## DATASET RECORDS
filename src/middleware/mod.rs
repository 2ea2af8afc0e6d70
pub mod auth;
pub mod response;

pub use auth::jwt_auth_middleware;
pub use response::{ApiResponse, ApiResult};
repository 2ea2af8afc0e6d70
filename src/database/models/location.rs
use chrono::{DateTime, Utc};
use serde::{Deserialize, Serialize};
use sqlx::FromRow;
use uuid::Uuid;

use crate::types::{LocationType, UnknownVariant};

#[derive(Debug, Clone, PartialEq, Serialize)]
pub struct Location {
    pub id: Uuid,
    pub country: String,
    pub city: String,
    pub district: Option<String>,
    pub address: String,
    pub latitude: f64,
    pub longitude: f64,
    pub location_type: LocationType,
    pub created_at: DateTime<Utc>,
    pub updated_at: DateTime<Utc>,
}

/// Request body for creating or updating a location
#[derive(Debug, Clone, Deserialize)]
pub struct LocationDraft {
    pub country: String,
    pub city: String,
    pub district: Option<String>,
    pub address: String,
    pub latitude: f64,
    pub longitude: f64,
    pub location_type: LocationType,
}

#[derive(Debug, Clone, FromRow)]
pub struct LocationRow {
    pub id: Uuid,
    pub country: String,
    pub city: String,
    pub district: Option<String>,
    pub address: String,
    pub latitude: f64,
    pub longitude: f64,
    pub location_type: String,
    pub created_at: DateTime<Utc>,
    pub updated_at: DateTime<Utc>,
}

impl TryFrom<LocationRow> for Location {
    type Error = UnknownVariant;

    fn try_from(row: LocationRow) -> Result<Self, Self::Error> {
        Ok(Self {
            id: row.id,
            country: row.country,
            city: row.city,
            district: row.district,
            address: row.address,
            latitude: row.latitude,
            longitude: row.longitude,
            location_type: row.location_type.parse()?,
            created_at: row.created_at,
            updated_at: row.updated_at,
        })
    }
}
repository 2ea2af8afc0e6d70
// HTTP API Error Types
use axum::{http::StatusCode, response::IntoResponse, Json};
use serde_json::{json, Value};
use std::collections::HashMap;

use crate::database::DatabaseError;
use crate::services::{BudgetError, FriendError, LocationError, PlanError, ScheduleError, UserError};

/// HTTP API error with appropriate status codes and client-friendly messages
#[derive(Debug)]
pub enum ApiError {
    // 400 Bad Request
    BadRequest(String),
    ValidationError {
        message: String,
        field_errors: Option<HashMap<String, String>>,
    },

    // 401 Unauthorized
    Unauthorized(String),

    // 403 Forbidden
    Forbidden(String),

    // 404 Not Found
    NotFound(String),

    // 409 Conflict
    Conflict(String),

    // 500 Internal Server Error
    InternalServerError(String),

    // 503 Service Unavailable
    ServiceUnavailable(String),
}

impl ApiError {
    /// Get HTTP status code
    pub fn status_code(&self) -> StatusCode {
        match self {
            ApiError::BadRequest(_) => StatusCode::BAD_REQUEST,
            ApiError::ValidationError { .. } => StatusCode::BAD_REQUEST,
            ApiError::Unauthorized(_) => StatusCode::UNAUTHORIZED,
            ApiError::Forbidden(_) => StatusCode::FORBIDDEN,
            ApiError::NotFound(_) => StatusCode::NOT_FOUND,
            ApiError::Conflict(_) => StatusCode::CONFLICT,
            ApiError::InternalServerError(_) => StatusCode::INTERNAL_SERVER_ERROR,
            ApiError::ServiceUnavailable(_) => StatusCode::SERVICE_UNAVAILABLE,
        }
    }

    /// Get client-safe error message
    pub fn message(&self) -> &str {
        match self {
            ApiError::BadRequest(msg) => msg,
            ApiError::ValidationError { message, .. } => message,
            ApiError::Unauthorized(msg) => msg,
            ApiError::Forbidden(msg) => msg,
            ApiError::NotFound(msg) => msg,
            ApiError::Conflict(msg) => msg,
            ApiError::InternalServerError(msg) => msg,
            ApiError::ServiceUnavailable(msg) => msg,
        }
    }

    /// Get error code for client handling
    pub fn error_code(&self) -> &'static str {
        match self {
            ApiError::BadRequest(_) => "BAD_REQUEST",
            ApiError::ValidationError { .. } => "VALIDATION_ERROR",
            ApiError::Unauthorized(_) => "UNAUTHORIZED",
            ApiError::Forbidden(_) => "FORBIDDEN",
            ApiError::NotFound(_) => "NOT_FOUND",
            ApiError::Conflict(_) => "CONFLICT",
            ApiError::InternalServerError(_) => "INTERNAL_SERVER_ERROR",
            ApiError::ServiceUnavailable(_) => "SERVICE_UNAVAILABLE",
        }
    }

    /// Convert to JSON response body
    pub fn to_json(&self) -> Value {
        let mut response = json!({
            "error": true,
            "message": self.message(),
            "code": self.error_code()
        });

        if let ApiError::ValidationError { field_errors: Some(field_errors), .. } = self {
            response["field_errors"] = json!(field_errors);
        }

        response
    }
}

impl ApiError {
    pub fn bad_request(message: impl Into<String>) -> Self {
        ApiError::BadRequest(message.into())
    }

    pub fn validation_error(message: impl Into<String>, field_errors: Option<HashMap<String, String>>) -> Self {
        ApiError::ValidationError {
            message: message.into(),
            field_errors,
        }
    }

    /// Validation failure on a single named field
    pub fn field_error(field: &str, message: impl Into<String>) -> Self {
        let mut field_errors = HashMap::new();
        field_errors.insert(field.to_string(), message.into());
        ApiError::validation_error("Invalid field value", Some(field_errors))
    }

    pub fn unauthorized(message: impl Into<String>) -> Self {
        ApiError::Unauthorized(message.into())
    }

    pub fn forbidden(message: impl Into<String>) -> Self {
        ApiError::Forbidden(message.into())
    }

    pub fn not_found(message: impl Into<String>) -> Self {
        ApiError::NotFound(message.into())
    }

    pub fn conflict(message: impl Into<String>) -> Self {
        ApiError::Conflict(message.into())
    }

    pub fn internal_server_error(message: impl Into<String>) -> Self {
        ApiError::InternalServerError(message.into())
    }

    pub fn service_unavailable(message: impl Into<String>) -> Self {
        ApiError::ServiceUnavailable(message.into())
    }
}

impl From<DatabaseError> for ApiError {
    fn from(err: DatabaseError) -> Self {
        match err {
            DatabaseError::NotFound(msg) => ApiError::not_found(msg),
            DatabaseError::Sqlx(e @ (sqlx::Error::PoolTimedOut | sqlx::Error::Io(_))) => {
                tracing::error!("Database unavailable: {}", e);
                ApiError::service_unavailable("Database temporarily unavailable")
            }
            DatabaseError::Migration(msg) => {
                tracing::error!("Migration error: {}", msg);
                ApiError::service_unavailable("Service is being updated, please try again later")
            }
            other => {
                // Log the real error but return generic message
                tracing::error!("Database error: {}", other);
                ApiError::internal_server_error("An error occurred while processing your request")
            }
        }
    }
}

impl From<ScheduleError> for ApiError {
    fn from(err: ScheduleError) -> Self {
        match err {
            ScheduleError::PlanNotFound(_) | ScheduleError::ScheduleNotFound(_) => ApiError::not_found(err.to_string()),
            ScheduleError::ScheduleNotInPlan { .. } => ApiError::bad_request(err.to_string()),
            ScheduleError::ScheduleAlreadyExists(_) | ScheduleError::ScheduleRetired(_) => {
                ApiError::conflict(err.to_string())
            }
            ScheduleError::AccessDenied => ApiError::forbidden(err.to_string()),
            ScheduleError::InvalidDayNumber(_) => ApiError::field_error("trip_day_number", err.to_string()),
            ScheduleError::Database(db) => db.into(),
        }
    }
}

impl From<PlanError> for ApiError {
    fn from(err: PlanError) -> Self {
        match err {
            PlanError::PlanNotFound(_) => ApiError::not_found(err.to_string()),
            PlanError::AccessDenied(_) => ApiError::forbidden(err.to_string()),
            PlanError::MemberAlreadyExists { .. } => ApiError::conflict(err.to_string()),
            PlanError::Validation { field, message } => ApiError::field_error(field, message),
            PlanError::Database(db) => db.into(),
        }
    }
}

impl From<LocationError> for ApiError {
    fn from(err: LocationError) -> Self {
        match err {
            LocationError::LocationNotFound(_) => ApiError::not_found(err.to_string()),
            LocationError::Validation { field, message } => ApiError::field_error(field, message),
            LocationError::Database(db) => db.into(),
        }
    }
}

impl From<UserError> for ApiError {
    fn from(err: UserError) -> Self {
        match err {
            UserError::UserNotFound(_) => ApiError::not_found(err.to_string()),
            UserError::DuplicatedNickname(_) => ApiError::conflict(err.to_string()),
            UserError::Validation { field, message } => ApiError::field_error(field, message),
            UserError::Database(db) => db.into(),
        }
    }
}

impl From<FriendError> for ApiError {
    fn from(err: FriendError) -> Self {
        match err {
            FriendError::UserNotFound(_) | FriendError::RequestNotFound(_) => ApiError::not_found(err.to_string()),
            FriendError::AlreadyRequested => ApiError::conflict(err.to_string()),
            FriendError::SelfRequest => ApiError::field_error("receiver_id", err.to_string()),
            FriendError::Database(db) => db.into(),
        }
    }
}

impl From<BudgetError> for ApiError {
    fn from(err: BudgetError) -> Self {
        match err {
            BudgetError::PlanNotFound(_) | BudgetError::BudgetNotFound(_) | BudgetError::DailyPlanNotFound(_) => {
                ApiError::not_found(err.to_string())
            }
            BudgetError::AccessDenied(_) => ApiError::forbidden(err.to_string()),
            BudgetError::DailyPlanNotInPlan { .. } => ApiError::bad_request(err.to_string()),
            BudgetError::DailyPlanRetired(_) => ApiError::conflict(err.to_string()),
            BudgetError::Validation { field, message } => ApiError::field_error(field, message),
            BudgetError::Database(db) => db.into(),
        }
    }
}

// Standard error trait implementations
impl std::fmt::Display for ApiError {
    fn fmt(&self, f: &mut std::fmt::Formatter<'_>) -> std::fmt::Result {
        write!(f, "{}", self.message())
    }
}

impl std::error::Error for ApiError {}

// Automatic HTTP response conversion for Axum
impl IntoResponse for ApiError {
    fn into_response(self) -> axum::response::Response {
        (self.status_code(), Json(self.to_json())).into_response()
    }
}

#[cfg(test)]
mod tests {
    use super::*;
    use uuid::Uuid;

    #[test]
    fn schedule_errors_map_to_distinct_statuses() {
        let id = Uuid::new_v4();
        let cases = [
            (ScheduleError::PlanNotFound(id), StatusCode::NOT_FOUND),
            (ScheduleError::ScheduleNotFound(id), StatusCode::NOT_FOUND),
            (ScheduleError::ScheduleNotInPlan { plan_id: id, schedule_id: id }, StatusCode::BAD_REQUEST),
            (ScheduleError::ScheduleAlreadyExists(id), StatusCode::CONFLICT),
            (ScheduleError::AccessDenied, StatusCode::FORBIDDEN),
            (ScheduleError::ScheduleRetired(id), StatusCode::CONFLICT),
            (ScheduleError::InvalidDayNumber(-2), StatusCode::BAD_REQUEST),
        ];

        for (err, status) in cases {
            assert_eq!(ApiError::from(err).status_code(), status);
        }
    }

    #[test]
    fn friend_and_profile_errors_map_to_statuses() {
        let id = Uuid::new_v4();
        assert_eq!(ApiError::from(FriendError::AlreadyRequested).status_code(), StatusCode::CONFLICT);
        assert_eq!(ApiError::from(FriendError::RequestNotFound(id)).status_code(), StatusCode::NOT_FOUND);
        assert_eq!(ApiError::from(FriendError::UserNotFound(id)).status_code(), StatusCode::NOT_FOUND);
        assert_eq!(
            ApiError::from(FriendError::SelfRequest).to_json()["field_errors"]["receiver_id"],
            "Cannot send a friend request to yourself"
        );
        assert_eq!(
            ApiError::from(UserError::DuplicatedNickname("mina".to_string())).status_code(),
            StatusCode::CONFLICT
        );
    }

    #[test]
    fn budget_errors_map_to_statuses() {
        let id = Uuid::new_v4();
        let cases = [
            (BudgetError::BudgetNotFound(id), StatusCode::NOT_FOUND),
            (BudgetError::DailyPlanNotFound(id), StatusCode::NOT_FOUND),
            (BudgetError::AccessDenied(id), StatusCode::FORBIDDEN),
            (BudgetError::DailyPlanNotInPlan { plan_id: id, daily_plan_id: id }, StatusCode::BAD_REQUEST),
            (BudgetError::DailyPlanRetired(id), StatusCode::CONFLICT),
        ];

        for (err, status) in cases {
            assert_eq!(ApiError::from(err).status_code(), status);
        }
    }

    #[test]
    fn validation_reports_field() {
        let err = ApiError::from(PlanError::Validation {
            field: "title",
            message: "must not be blank".to_string(),
        });
        let body = err.to_json();
        assert_eq!(body["code"], "VALIDATION_ERROR");
        assert_eq!(body["field_errors"]["title"], "must not be blank");
    }

    #[test]
    fn internal_details_are_hidden() {
        let err = ApiError::from(DatabaseError::Sqlx(sqlx::Error::RowNotFound));
        assert_eq!(err.status_code(), StatusCode::INTERNAL_SERVER_ERROR);
        assert!(!err.message().contains("row"));
    }
}
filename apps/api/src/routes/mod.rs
pub mod health;

use axum::{
    routing::{get, post},
    Router,
};

use crate::chat::handlers as chat;
use crate::easify::handlers as easify;
use crate::generation::handlers;
use crate::state::AppState;
use crate::users::handlers as users;

pub fn build_router(state: AppState) -> Router {
    Router::new()
        .route("/health", get(health::health_handler))
        // Generation API
        .route("/api/v1/batches/:domain", post(handlers::handle_batch))
        .route("/api/v1/courses/queue", post(handlers::handle_queue_courses))
        .route(
            "/api/v1/courses/generate",
            post(handlers::handle_generate_course),
        )
        // Follow-up workflows
        .route(
            "/api/v1/industries/populate",
            post(handlers::handle_populate_industries),
        )
        .route(
            "/api/v1/images/backfill",
            post(handlers::handle_backfill_images),
        )
        // Chat API
        .route("/api/v1/chat", post(chat::handle_chat))
        // User API
        .route("/api/v1/users/:user_id/easify", post(easify::handle_easify))
        .route(
            "/api/v1/users/:user_id/avatar",
            post(users::handle_generate_avatar),
        )
        .route(
            "/api/v1/users/:user_id/resumes/:file_name/analysis",
            post(users::handle_analyze_resume),
        )
        .with_state(state)
}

## WORK INSTRUCTIONS
Search the records above for "DailyPlanRetired" and copy every line that has it.

## ANSWER SECTION
            BudgetError::DailyPlanRetired(_) => ApiError::conflict(err.to_string()),
            (BudgetError::DailyPlanRetired(id), StatusCode::CONFLICT),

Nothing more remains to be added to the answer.